I wish I had a good sig, but all the good ones are copyrighted
>"The more I worked with the NSA, the more respect I had for them as far as staying within the bounds of what they were authorized to do."
"The more money the NSA give me, the more I'm willing to go out and schill for them in public."
He enabled democracy by telling voters what the government was doing. It's not democracy when leaders hide their actions from voters.
So, tell me, how exactly does 'the authority of a democracy' exist when dealing with a program so secret that even the bulk of the congress knew relatively little about it, never mind the electorate at large?
It is nice that his conclusion(and he doesn't think that he is being arrogant in assuming his carefully curated little field trip is sufficiently accurate and representative?) was that the NSA was mostly abiding by the rules they made up, rather than going mad with power; but it's simply smarmy nonsense to pretend that anything that clandestine has any meaningful relationship to democracy. On a good day, such an enterprise might be an unaccountable black box more or less attempting to do what they interpret a democratic society's mandate for them to be; but you could say the exact same thing about a hereditary despot who tries to govern more or less according to the interests of the population as he understands them: aligned with the objectives of a democracy only by their own preference, if at all.
The NSA led Stone through a figurative Potemkin village.
Corruption is convincing someone that the selfless ideal is the same as their selfish ideal.
"This is not to say that the NSA should have had all of the authorities it was given. [...] The NSA did its job -- it implemented the authorities it was given."
Just did its job. I've heard something like that before. If I can only remember where...
Moderating "-1, Disagree" is simple censorship. Have the guts to post your opinion.
Who do we believe? The fellow who worked at/for the NSA back when they still have the cover of secrecy of a "pre-Snowden" world? Or the fellow who went for a rid-a-long after the NSA had knew they were being watched? One of them provided a bunch of evidence of NSA behavior. The other tells us they mean well.
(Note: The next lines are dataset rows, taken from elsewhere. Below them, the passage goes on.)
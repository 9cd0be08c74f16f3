use std::collections::HashMap;
use std::sync::Arc;
use tokio::sync::RwLock;

use registrar_core::{Email, RegistrationContext, User, UserId, UserStore, UserStoreError};

/// User store backed by a shared in-memory map.
///
/// Uniqueness of emails and user ids is checked and enforced under a single
/// write lock, so concurrent creates for the same user cannot both succeed.
#[derive(Default, Clone)]
pub struct HashMapUserStore {
    users: Arc<RwLock<HashMap<Email, User>>>,
}

impl HashMapUserStore {
    pub fn new() -> Self {
        Self {
            users: Arc::new(RwLock::new(HashMap::new())),
        }
    }

    pub async fn len(&self) -> usize {
        self.users.read().await.len()
    }

    pub async fn is_empty(&self) -> bool {
        self.users.read().await.is_empty()
    }

    pub async fn contains(&self, email: &Email) -> bool {
        self.users.read().await.contains_key(email)
    }
}

fn email_of(users: &HashMap<Email, User>, user_id: &UserId) -> Option<Email> {
    users
        .values()
        .find(|user| user.id() == user_id)
        .map(|user| user.email().clone())
}

#[async_trait::async_trait]
impl UserStore for HashMapUserStore {
    #[tracing::instrument(name = "Retrieving user from HashMapUserStore", skip_all)]
    async fn get_user_by_email(
        &self,
        ctx: &RegistrationContext,
        email: &Email,
    ) -> Result<Option<User>, UserStoreError> {
        ctx.check()?;
        let users = self.users.read().await;
        Ok(users.get(email).cloned())
    }

    #[tracing::instrument(name = "Adding user to HashMapUserStore", skip_all)]
    async fn create_user(
        &self,
        ctx: &RegistrationContext,
        user: User,
    ) -> Result<(), UserStoreError> {
        ctx.check()?;
        let mut users = self.users.write().await;
        if users.contains_key(user.email()) || email_of(&users, user.id()).is_some() {
            return Err(UserStoreError::UserAlreadyExists);
        }
        users.insert(user.email().clone(), user);
        Ok(())
    }

    #[tracing::instrument(name = "Updating user in HashMapUserStore", skip_all)]
    async fn update_user(
        &self,
        ctx: &RegistrationContext,
        user: User,
    ) -> Result<(), UserStoreError> {
        ctx.check()?;
        let mut users = self.users.write().await;
        let current_email = email_of(&users, user.id()).ok_or(UserStoreError::UserNotFound)?;

        if &current_email != user.email() {
            if users.contains_key(user.email()) {
                return Err(UserStoreError::UserAlreadyExists);
            }
            users.remove(&current_email);
        }

        users.insert(user.email().clone(), user);
        Ok(())
    }

    #[tracing::instrument(name = "Deleting user from HashMapUserStore", skip_all)]
    async fn delete_user(
        &self,
        ctx: &RegistrationContext,
        user_id: &UserId,
    ) -> Result<(), UserStoreError> {
        ctx.check()?;
        let mut users = self.users.write().await;
        let email = email_of(&users, user_id).ok_or(UserStoreError::UserNotFound)?;
        users.remove(&email);
        Ok(())
    }
}
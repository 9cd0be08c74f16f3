pub mod broadcast_event_queue;
pub mod in_memory_event_queue;

pub use broadcast_event_queue::BroadcastEventQueue;
pub use in_memory_event_queue::InMemoryEventQueue;
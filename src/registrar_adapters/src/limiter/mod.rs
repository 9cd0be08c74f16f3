pub mod sliding_window_rate_limiter;

pub use sliding_window_rate_limiter::SlidingWindowRateLimiter;
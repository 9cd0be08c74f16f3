pub mod context;
pub mod domain;
pub mod events;
pub mod ports;

// Re-export commonly used types for convenience
pub use context::{ContextError, RegistrationContext};

pub use domain::{
    email::{Email, EmailError},
    user::{Profile, User, UserId, UserIdError},
};

pub use events::{
    DetectedBy, DuplicateUser, EventKind, RegistrationEvent, RegistrationOutcome,
    RegistrationRejected, UserRegistered,
};

pub use ports::{
    event_queue::{EventQueue, EventQueueError},
    rate_limiter::{RateLimiter, RateLimiterError},
    user_store::{UserStore, UserStoreError},
};
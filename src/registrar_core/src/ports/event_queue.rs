use std::sync::Arc;

use async_trait::async_trait;
use thiserror::Error;

use crate::{
    context::{ContextError, RegistrationContext},
    events::RegistrationEvent,
};

#[derive(Debug, Clone, Error, PartialEq, Eq)]
pub enum EventQueueError {
    #[error("No subscribers for event")]
    NoSubscribers,
    #[error("Failed to publish event: {0}")]
    PublishFailed(String),
    #[error("Publish interrupted: {0}")]
    Interrupted(#[from] ContextError),
}

/// Best-effort sink for registration outcome events.
#[async_trait]
pub trait EventQueue: Send + Sync {
    async fn poll_success(
        &self,
        ctx: &RegistrationContext,
        event: RegistrationEvent,
    ) -> Result<(), EventQueueError>;

    async fn poll_failure(
        &self,
        ctx: &RegistrationContext,
        event: RegistrationEvent,
    ) -> Result<(), EventQueueError>;
}

#[async_trait]
impl<T> EventQueue for Arc<T>
where
    T: EventQueue + ?Sized,
{
    async fn poll_success(
        &self,
        ctx: &RegistrationContext,
        event: RegistrationEvent,
    ) -> Result<(), EventQueueError> {
        (**self).poll_success(ctx, event).await
    }

    async fn poll_failure(
        &self,
        ctx: &RegistrationContext,
        event: RegistrationEvent,
    ) -> Result<(), EventQueueError> {
        (**self).poll_failure(ctx, event).await
    }
}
The moment we were hearing the words "Unconstitutional but legal" the debate should have ended.
Geoffrey Stone was shown everything, Like the secrets they had from the beginning of the country. We were doing a GOOD THING giving blankets to the indians, and ISIS contaminated them with SmallPox. We also paid handsomely and fairly to the indians for every square foot of land we peacefully bought from them.
Also Geoffrey Stone was shown how every single slave brought to america was not really a slave but instead an independent contractor that was paid handsomely for their work.
Next week Geoffrey Stone will be shown how only really evil people like mass murderers are in US prisons and we would never put into prison someone for drug related minor crimes.
Do not look at laser with remaining good eye.